**What you should do**
Reproduce the whole listing, character for character.

**The data**

use parking_lot::Mutex;
use std::sync::Arc;
use tokio::task::JoinHandle;
use tracing::debug;

use crate::geometry::{Rect, Size, clamp_to_container};
use crate::page::PageImage;

use super::{FrameClock, OverlayBox, OverlayHost, Surface};

struct AnchorInner {
    image: Arc<dyn PageImage>,
    surface: Mutex<Option<Box<dyn Surface>>>,
}

impl AnchorInner {
    /// Moves the surface onto the image's current document rect. Returns
    /// false once the surface is gone.
    fn sync(&self) -> bool {
        let (scroll_x, scroll_y) = self.image.scroll_offset();
        let rect = self.image.bounding_rect().translate(scroll_x, scroll_y);
        let mut surface = self.surface.lock();
        match surface.as_mut() {
            Some(surface) => {
                if surface.rect() != rect {
                    surface.set_rect(rect);
                }
                true
            }
            None => false,
        }
    }
}

/// Overlay surface kept aligned with one image until disposed.
///
/// A background task resyncs the surface every frame and whenever the image
/// reports a size change, so scrolling or relayout never leaves the boxes
/// behind.
pub struct OverlayAnchor {
    inner: Arc<AnchorInner>,
    failure_color: String,
    task: Mutex<Option<JoinHandle<()>>>,
}

impl OverlayAnchor {
    pub fn attach(
        image: Arc<dyn PageImage>,
        host: &dyn OverlayHost,
        clock: Arc<dyn FrameClock>,
        failure_color: impl Into<String>,
    ) -> Self {
        let surface = host.create_surface(image.id());
        let inner = Arc::new(AnchorInner {
            image,
            surface: Mutex::new(Some(surface)),
        });
        inner.sync();

        let task_inner = inner.clone();
        let task = tokio::spawn(async move {
            let mut resize = task_inner.image.watch_resize();
            loop {
                let watching = match resize.as_mut() {
                    Some(receiver) => tokio::select! {
                        _ = clock.next_frame() => true,
                        changed = receiver.changed() => changed.is_ok(),
                    },
                    None => {
                        clock.next_frame().await;
                        true
                    }
                };
                if !watching {
                    resize = None;
                }
                if !task_inner.sync() {
                    break;
                }
            }
        });

        Self {
            inner,
            failure_color: failure_color.into(),
            task: Mutex::new(Some(task)),
        }
    }

    pub fn rect(&self) -> Rect {
        self.inner
            .surface
            .lock()
            .as_ref()
            .map(|surface| surface.rect())
            .unwrap_or_default()
    }

    pub fn size(&self) -> Size {
        self.rect().size()
    }

    /// Adds a box clamped to the anchor's current size. Returns false when
    /// the anchor is already disposed.
    pub fn add_box(&self, overlay: OverlayBox) -> bool {
        let mut surface = self.inner.surface.lock();
        let Some(surface) = surface.as_mut() else {
            return false;
        };
        let container = surface.rect().size();
        let rect = clamp_to_container(overlay.rect, container);
        surface.add_box(overlay.with_rect(rect));
        true
    }

    pub fn box_count(&self) -> usize {
        self.inner
            .surface
            .lock()
            .as_ref()
            .map(|surface| surface.box_count())
            .unwrap_or(0)
    }

    pub fn mark_failed(&self) {
        if let Some(surface) = self.inner.surface.lock().as_mut() {
            surface.set_border_color(&self.failure_color);
        }
    }

    pub fn dispose(&self) {
        if let Some(task) = self.task.lock().take() {
            task.abort();
        }
        if let Some(mut surface) = self.inner.surface.lock().take() {
            debug!("removing overlay for {}", self.inner.image.id());
            surface.remove();
        }
    }

    pub fn is_disposed(&self) -> bool {
        self.inner.surface.lock().is_none()
    }
}

impl Drop for OverlayAnchor {
    fn drop(&mut self) {
        self.dispose();
    }
}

**Answer space**
use parking_lot::Mutex;
use std::sync::Arc;
use tokio::task::JoinHandle;
use tracing::debug;

use crate::geometry::{Rect, Size, clamp_to_container};
use crate::page::PageImage;

use super::{FrameClock, OverlayBox, OverlayHost, Surface};

struct AnchorInner {
    image: Arc<dyn PageImage>,
    surface: Mutex<Option<Box<dyn Surface>>>,
}

impl AnchorInner {
    /// Moves the surface onto the image's current document rect. Returns
    /// false once the surface is gone.
    fn sync(&self) -> bool {
        let (scroll_x, scroll_y) = self.image.scroll_offset();
        let rect = self.image.bounding_rect().translate(scroll_x, scroll_y);
        let mut surface = self.surface.lock();
        match surface.as_mut() {
            Some(surface) => {
                if surface.rect() != rect {
                    surface.set_rect(rect);
                }
                true
            }
            None => false,
        }
    }
}

/// Overlay surface kept aligned with one image until disposed.
///
/// A background task resyncs the surface every frame and whenever the image
/// reports a size change, so scrolling or relayout never leaves the boxes
/// behind.
pub struct OverlayAnchor {
    inner: Arc<AnchorInner>,
    failure_color: String,
    task: Mutex<Option<JoinHandle<()>>>,
}

impl OverlayAnchor {
    pub fn attach(
        image: Arc<dyn PageImage>,
        host: &dyn OverlayHost,
        clock: Arc<dyn FrameClock>,
        failure_color: impl Into<String>,
    ) -> Self {
        let surface = host.create_surface(image.id());
        let inner = Arc::new(AnchorInner {
            image,
            surface: Mutex::new(Some(surface)),
        });
        inner.sync();

        let task_inner = inner.clone();
        let task = tokio::spawn(async move {
            let mut resize = task_inner.image.watch_resize();
            loop {
                let watching = match resize.as_mut() {
                    Some(receiver) => tokio::select! {
                        _ = clock.next_frame() => true,
                        changed = receiver.changed() => changed.is_ok(),
                    },
                    None => {
                        clock.next_frame().await;
                        true
                    }
                };
                if !watching {
                    resize = None;
                }
                if !task_inner.sync() {
                    break;
                }
            }
        });

        Self {
            inner,
            failure_color: failure_color.into(),
            task: Mutex::new(Some(task)),
        }
    }

    pub fn rect(&self) -> Rect {
        self.inner
            .surface
            .lock()
            .as_ref()
            .map(|surface| surface.rect())
            .unwrap_or_default()
    }

    pub fn size(&self) -> Size {
        self.rect().size()
    }

    /// Adds a box clamped to the anchor's current size. Returns false when
    /// the anchor is already disposed.
    pub fn add_box(&self, overlay: OverlayBox) -> bool {
        let mut surface = self.inner.surface.lock();
        let Some(surface) = surface.as_mut() else {
            return false;
        };
        let container = surface.rect().size();
        let rect = clamp_to_container(overlay.rect, container);
        surface.add_box(overlay.with_rect(rect));
        true
    }

    pub fn box_count(&self) -> usize {
        self.inner
            .surface
            .lock()
            .as_ref()
            .map(|surface| surface.box_count())
            .unwrap_or(0)
    }

    pub fn mark_failed(&self) {
        if let Some(surface) = self.inner.surface.lock().as_mut() {
            surface.set_border_color(&self.failure_color);
        }
    }

    pub fn dispose(&self) {
        if let Some(task) = self.task.lock().take() {
            task.abort();
        }
        if let Some(mut surface) = self.inner.surface.lock().take() {
            debug!("removing overlay for {}", self.inner.image.id());
            surface.remove();
        }
    }

    pub fn is_disposed(&self) -> bool {
        self.inner.surface.lock().is_none()
    }
}

impl Drop for OverlayAnchor {
    fn drop(&mut self) {
        self.dispose();
    }
}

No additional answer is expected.